Glad he cheered you up though!
Take it easy and maybe when you are better I can return for another reading!!
[12:18, 17/12/2022] Kevin Higgins: Hi Tony, sorry to take this long to get back to you. I’d be happy to write up a piece for your blog about the Zionists we dealt with around your reading. Some of it was even quite comical really. If it would be okay for me to write that up for you in the early new year, that would be great.
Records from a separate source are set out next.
use axum::http::{HeaderName, Request, Response};
use tower::limit::ConcurrencyLimitLayer;
use tower_http::limit::RequestBodyLimitLayer;
use tower_http::request_id::{MakeRequestUuid, PropagateRequestIdLayer, SetRequestIdLayer};
use tower_http::trace::TraceLayer;
use tracing_subscriber::{layer::SubscriberExt, util::SubscriberInitExt};

use std::{net::SocketAddr, sync::Arc, time::Duration};

use bistro_api::{
    config::AppConfig,
    db::{create_orm_conn, run_migrations},
    gateway::StripeGateway,
    retry::RetryPolicy,
    routes::app,
    services::token_service::TokenService,
    state::AppState,
    store::{SeaStore, Store},
};

#[tokio::main]
async fn main() -> anyhow::Result<()> {
    dotenvy::dotenv().ok();
    tracing_subscriber::registry()
        .with(
            tracing_subscriber::EnvFilter::try_from_default_env()
                .unwrap_or_else(|_| "info,bistro_api=debug".into()),
        )
        .with(tracing_subscriber::fmt::layer())
        .init();

    let config = AppConfig::from_env()?;
    let retry = RetryPolicy::with_attempts(config.retry_max_attempts);

    let orm = create_orm_conn(&config.database_url, config.db_connect_timeout).await?;
    run_migrations(&orm).await?;
    let store: Arc<dyn Store> = Arc::new(SeaStore::new(orm, retry));
    store.ping().await?;
    tracing::info!("connected to store");

    let gateway = StripeGateway::new(&config.payment, retry)?;
    let state = AppState::new(
        store.clone(),
        TokenService::new(&config.token_secret),
        Arc::new(gateway),
    );

    let concurrency_limit_layer = ConcurrencyLimitLayer::new(100);

    let request_id_header = HeaderName::from_static("x-request-id");
    let trace_layer = TraceLayer::new_for_http()
        .make_span_with(|request: &Request<_>| {
            let request_id = request
                .headers()
                .get("x-request-id")
                .and_then(|value| value.to_str().ok())
                .unwrap_or("-");
            tracing::info_span!(
                "http_request",
                method = %request.method(),
                uri = %request.uri(),
                request_id = %request_id
            )
        })
        .on_request(|request: &Request<_>, _span: &tracing::Span| {
            tracing::info!(
                method = %request.method(),
                uri = %request.uri(),
                "request started"
            );
        })
        .on_response(|response: &Response<_>, latency: Duration, _span: &tracing::Span| {
            tracing::info!(
                status = %response.status(),
                ms = %latency.as_millis(),
                "request finished"
            );
        });

    let app = app(state)
        .layer(trace_layer)
        .layer(PropagateRequestIdLayer::new(
            request_id_header.clone(),
        ))
        .layer(SetRequestIdLayer::new(
            request_id_header,
            MakeRequestUuid,
        ))
        .layer(RequestBodyLimitLayer::new(1024 * 1024))
        .layer(concurrency_limit_layer);

    let addr = SocketAddr::from((config.host.parse::<std::net::IpAddr>()?, config.port));
    tracing::info!("Bistro Boss server is running on {}", addr);

    axum::serve(tokio::net::TcpListener::bind(addr).await?, app)
        .with_graceful_shutdown(shutdown_signal())
        .await?;

    store.close().await?;
    tracing::info!("store connection closed");

    Ok(())
}

async fn shutdown_signal() {
    let ctrl_c = async {
        if let Err(err) = tokio::signal::ctrl_c().await {
            tracing::error!(error = %err, "failed to listen for ctrl-c");
        }
    };

    #[cfg(unix)]
    let terminate = async {
        match tokio::signal::unix::signal(tokio::signal::unix::SignalKind::terminate()) {
            Ok(mut signal) => {
                signal.recv().await;
            }
            Err(err) => {
                tracing::error!(error = %err, "failed to listen for SIGTERM");
                std::future::pending::<()>().await;
            }
        }
    };

    #[cfg(not(unix))]
    let terminate = std::future::pending::<()>();

    tokio::select! {
        _ = ctrl_c => {},
        _ = terminate => {},
    }
    tracing::info!("shutdown signal received");
}
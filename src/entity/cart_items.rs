use sea_orm::entity::prelude::*;

#[derive(Clone, Debug, PartialEq, DeriveEntityModel)]
#[sea_orm(table_name = "cart_items")]
pub struct Model {
    #[sea_orm(primary_key, auto_increment = false)]
    pub id: Uuid,
    pub email: String,
    pub menu_id: Uuid,
    pub name: String,
    pub image: Option<String>,
    #[sea_orm(column_type = "Decimal(Some((10, 2)))")]
    pub price: Decimal,
    pub created_at: DateTimeWithTimeZone,
}

#[derive(Copy, Clone, Debug, EnumIter, DeriveRelation)]
pub enum Relation {}

impl ActiveModelBehavior for ActiveModel {}
use serde::{Deserialize, Serialize};
use utoipa::ToSchema;

use crate::models::User;

#[derive(Debug, Deserialize, ToSchema)]
#[serde(rename_all = "camelCase")]
pub struct CreateUserRequest {
    pub email: String,
    pub name: Option<String>,
    pub photo_url: Option<String>,
}

#[derive(Debug, Serialize, Deserialize, ToSchema)]
#[serde(transparent)]
pub struct UserList {
    #[schema(value_type = Vec<User>)]
    pub items: Vec<User>,
}

#[derive(Debug, Serialize, Deserialize, ToSchema)]
pub struct AdminStatus {
    pub admin: bool,
}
Still settling into being back at home – which is great- but taking it easy (which being a workaholic is not my best area!) Hope all good your side. Best always, Kevin
[12:45, 17/12/2022] Tony Greenstein: Yeah that would be great. Yes please take it easy. You are too valuable to lose. Your health is your main priority. When I had a liver transplant and leading up to it I dropped all political work to concentrate on my health. You must do the same. Take care
Tragically Kevin was not able to write up his experience with the Israeli Embassy trolls but I think people will be able to get a sense of what happened.